Edit AllPages

Here’s a couple of methods for creating a report on the performance of random disk access on a single file. I ran this test on a dual 1.8 G5, but I wouldn’t mind getting some help on building a database of performance results for other setups. I posted a summary of my results in the form of tab delimited table data here RandomDiskAccessSingleFileTestResults. This table data was generated by the method tabDelimitedTableDataFromReport and saved to file in the method randomDiskAccessTest. The summary table shows that for my system you can read 65k blocks before you start to see average seek times increase as a function of the block size. I’m wondering how much this threshold varies from system to sytem. The test was run on a file larger than 500MB, so the only requirement for the test will be for a file size greater than 500MB.

If you would like to help out, please add your test results to RandomDiskAccessSingleFileTestResults. –zootbobbalu

I noticed that OS X will cache large amounts of disk access in RAM, so if you have touched the test file (e.g. the file has just been copied or moved across volumes) before performing this test you will get inaccurate results. The only way to be sure that the test file is not in RAM is to reboot or to copy a file larger than the amount of installed RAM (the first choice is probably better).

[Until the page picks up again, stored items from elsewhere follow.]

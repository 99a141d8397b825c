use std::fmt::{Display, Formatter};

const IDLE_VELOCITY: f64 = 0.01;

/// What the host can tell about its viewport.
pub trait ViewportMetrics {
    /// `None` when the host cannot report a scroll offset.
    fn scroll_offset(&self) -> Option<f64>;
    fn document_height(&self) -> f64;
    fn viewport_height(&self) -> f64;
}

#[derive(Debug, Clone, Copy, PartialEq, Eq, Default)]
pub enum Direction {
    Up,
    Down,
    #[default]
    Idle,
}

impl Direction {
    fn from_velocity(velocity: f64) -> Direction {
        if velocity.abs() <= IDLE_VELOCITY {
            Direction::Idle
        } else if velocity > 0.0 {
            Direction::Down
        } else {
            Direction::Up
        }
    }
}

impl Display for Direction {
    fn fmt(&self, f: &mut Formatter<'_>) -> std::fmt::Result {
        let name = match self {
            Direction::Up => "up",
            Direction::Down => "down",
            Direction::Idle => "idle",
        };
        f.write_str(name)
    }
}

#[derive(Debug, Clone, Copy, PartialEq, Default)]
pub struct ScrollState {
    /// Vertical offset in pixels.
    pub position: f64,
    /// `position / (document - viewport)`, within [0, 1].
    pub progress: f64,
    /// Pixels per millisecond, positive when scrolling down.
    pub velocity: f64,
    pub direction: Direction,
}

#[derive(Debug, Clone, Copy)]
struct Baseline {
    position: f64,
    time_ms: f64,
}

/// Derives [`ScrollState`] from scroll notifications.
///
/// Notifications only mark a recomputation as pending; the recomputation
/// happens on the next frame, so a burst of notifications within one frame
/// costs a single sample.
#[derive(Debug, Default)]
pub struct ScrollTracker {
    state: ScrollState,
    baseline: Option<Baseline>,
    pending: bool,
    detached: bool,
}

pub fn progress(position: f64, document_height: f64, viewport_height: f64) -> f64 {
    let max_scrollable = document_height - viewport_height;
    if max_scrollable <= 0.0 {
        return 0.0;
    }
    (position / max_scrollable).clamp(0.0, 1.0)
}

impl ScrollTracker {
    pub fn new() -> ScrollTracker {
        ScrollTracker::default()
    }

    pub fn state(&self) -> ScrollState {
        self.state
    }

    pub fn is_pending(&self) -> bool {
        self.pending
    }

    pub fn is_detached(&self) -> bool {
        self.detached
    }

    /// Returns `true` when this notification scheduled a recomputation.
    pub fn on_scroll_event(&mut self) -> bool {
        if self.detached || self.pending {
            return false;
        }
        self.pending = true;
        true
    }

    pub fn on_frame(&mut self, metrics: &impl ViewportMetrics, now_ms: f64) -> Option<ScrollState> {
        if !self.pending {
            return None;
        }
        self.pending = false;
        let position = metrics.scroll_offset().unwrap_or(0.0).max(0.0);
        Some(self.sample(position, metrics.document_height(), metrics.viewport_height(), now_ms))
    }

    pub fn sample(&mut self, position: f64, document_height: f64, viewport_height: f64, now_ms: f64) -> ScrollState {
        let velocity = match self.baseline {
            Some(previous) if now_ms > previous.time_ms => {
                (position - previous.position) / (now_ms - previous.time_ms)
            }
            _ => 0.0,
        };

        self.baseline = Some(Baseline { position, time_ms: now_ms });
        self.state = ScrollState {
            position,
            progress: progress(position, document_height, viewport_height),
            velocity,
            direction: Direction::from_velocity(velocity),
        };
        self.state
    }

    /// Cancels any pending recomputation and ignores later notifications.
    pub fn detach(&mut self) {
        self.pending = false;
        self.detached = true;
    }

    pub fn reset(&mut self) {
        *self = ScrollTracker::default();
    }
}
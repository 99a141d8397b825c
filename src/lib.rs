pub mod background;
pub mod color;
pub mod config;
pub mod gradient;
pub mod layers;
pub mod page;
pub mod page_app;
pub mod scroll_events;
pub mod scroll_tracker;
pub mod sections;
pub mod sidebar;

use ggez::{conf, event, ContextBuilder, GameError, GameResult};
use crate::config::PageConfig;
use crate::page_app::PageApp;

pub use crate::color::{interpolate, Rgb};
pub use crate::scroll_tracker::{Direction, ScrollState, ScrollTracker, ViewportMetrics};

pub fn run(config: PageConfig) -> GameResult {
    let app = PageApp::new(&config).map_err(|e| GameError::ConfigError(e.to_string()))?;

    let (ctx, event_loop) = ContextBuilder::new("brandscroll", "brandscroll")
        .window_setup(conf::WindowSetup::default().title(&config.window.title))
        .window_mode(
            conf::WindowMode::default()
                .dimensions(config.window.width, config.window.height)
                .resizable(true),
        )
        .build()?;

    log::info!(
        "opening {}x{} window over a {}px document",
        config.window.width, config.window.height, config.page.document_height
    );
    event::run(ctx, event_loop, app)
}
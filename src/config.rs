use std::path::{Path, PathBuf};
use serde::{Deserialize, Serialize};
use thiserror::Error;
use crate::color::{ColorParseError, Rgb};
use crate::gradient::{GradientStop, ScrollGradient};
use crate::sections::{Section, SectionNav};

#[derive(Debug, Error)]
pub enum ConfigError {
    #[error("cannot read {path}: {source}")]
    Io {
        path: PathBuf,
        #[source]
        source: std::io::Error,
    },
    #[error("invalid config: {0}")]
    Parse(#[from] toml::de::Error),
    #[error("gradient stop `{stop}`: {source}")]
    Color {
        stop: &'static str,
        #[source]
        source: ColorParseError,
    },
    #[error("{0}")]
    Invalid(String),
}

#[derive(Debug, Clone, PartialEq, Serialize, Deserialize)]
#[serde(default)]
pub struct WindowConfig {
    pub title: String,
    pub width: f32,
    pub height: f32,
}

impl Default for WindowConfig {
    fn default() -> Self {
        WindowConfig {
            title: String::from("Brand guidelines"),
            width: 1080.0,
            height: 720.0,
        }
    }
}

#[derive(Debug, Clone, PartialEq, Serialize, Deserialize)]
#[serde(default)]
pub struct PageSettings {
    pub document_height: f64,
    /// Pixels scrolled per wheel click.
    pub wheel_step: f64,
    /// How far above its top a section becomes the active tab.
    pub nav_offset: f64,
}

impl Default for PageSettings {
    fn default() -> Self {
        PageSettings {
            document_height: 5400.0,
            wheel_step: 120.0,
            nav_offset: 100.0,
        }
    }
}

#[derive(Debug, Clone, PartialEq, Serialize, Deserialize)]
pub struct StopConfig {
    pub from: String,
    pub to: String,
}

impl StopConfig {
    fn new(from: &str, to: &str) -> StopConfig {
        StopConfig { from: from.to_string(), to: to.to_string() }
    }

    fn parse(&self, stop: &'static str) -> Result<GradientStop, ConfigError> {
        let color = |value: &str| {
            Rgb::from_hex(value).map_err(|source| ConfigError::Color { stop, source })
        };
        Ok(GradientStop::new(color(&self.from)?, color(&self.to)?))
    }
}

#[derive(Debug, Clone, PartialEq, Serialize, Deserialize)]
#[serde(default)]
pub struct GradientConfig {
    pub angle: f32,
    pub start: StopConfig,
    pub middle: StopConfig,
    pub end: StopConfig,
}

impl Default for GradientConfig {
    fn default() -> Self {
        GradientConfig {
            angle: 135.0,
            start: StopConfig::new("#0f172a", "#312e81"),
            middle: StopConfig::new("#1e3a8a", "#7c3aed"),
            end: StopConfig::new("#0ea5e9", "#f472b6"),
        }
    }
}

impl GradientConfig {
    pub fn build(&self) -> Result<ScrollGradient, ConfigError> {
        Ok(ScrollGradient {
            angle_deg: self.angle,
            start: self.start.parse("start")?,
            middle: self.middle.parse("middle")?,
            end: self.end.parse("end")?,
        })
    }
}

#[derive(Debug, Clone, PartialEq, Serialize, Deserialize)]
#[serde(default)]
pub struct PageConfig {
    pub window: WindowConfig,
    pub page: PageSettings,
    pub gradient: GradientConfig,
    pub sections: Vec<Section>,
}

impl Default for PageConfig {
    fn default() -> Self {
        PageConfig {
            window: WindowConfig::default(),
            page: PageSettings::default(),
            gradient: GradientConfig::default(),
            sections: vec![
                Section::new("logo", "Logo", 0.0),
                Section::new("colors", "Colors", 1080.0),
                Section::new("typography", "Typography", 2160.0),
                Section::new("motion", "Motion", 3240.0),
                Section::new("voice", "Voice & Tone", 4320.0),
            ],
        }
    }
}

impl PageConfig {
    pub fn load(path: &Path) -> Result<PageConfig, ConfigError> {
        let text = std::fs::read_to_string(path).map_err(|source| ConfigError::Io {
            path: path.to_path_buf(),
            source,
        })?;
        let config = PageConfig::parse(&text)?;
        log::info!("loaded page config from {}", path.display());
        Ok(config)
    }

    pub fn parse(text: &str) -> Result<PageConfig, ConfigError> {
        let config: PageConfig = toml::from_str(text)?;
        config.validate()?;
        Ok(config)
    }

    pub fn validate(&self) -> Result<(), ConfigError> {
        if !(self.page.document_height > 0.0) {
            return Err(ConfigError::Invalid(format!(
                "document_height must be positive, got {}",
                self.page.document_height
            )));
        }
        if !(self.window.width > 0.0 && self.window.height > 0.0) {
            return Err(ConfigError::Invalid(String::from("window dimensions must be positive")));
        }
        if let Some(section) = self
            .sections
            .iter()
            .find(|s| !(s.top >= 0.0 && s.top < self.page.document_height))
        {
            return Err(ConfigError::Invalid(format!(
                "section `{}` starts at {} outside the document",
                section.id, section.top
            )));
        }
        self.gradient.build().map(|_| ())
    }

    pub fn nav(&self) -> SectionNav {
        SectionNav::new(self.sections.clone(), self.page.nav_offset)
    }
}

After plotting the data for two different setups, I noticed how well the curves match the reported specs for two different drives. Both drives have average seek times of 8.5 ms and both drives have an average sustained transfer rate of around 60MB/s. These two values show up nicely in the test results. Since an average sustained transfer rate of 60MB/s is about 60k/ms this would explain why 65k block reads was showing up as a threshold in both test results. I guess a general rule of thumb for figuring out the maximum block size to read for a random disk access is to just multiply the sustained transfer rate by ten percent of the average seek time. I’m using ten percent because I figure this is where the average seek time becomes a second order influence and the sustained transfer rate becomes a first order influence.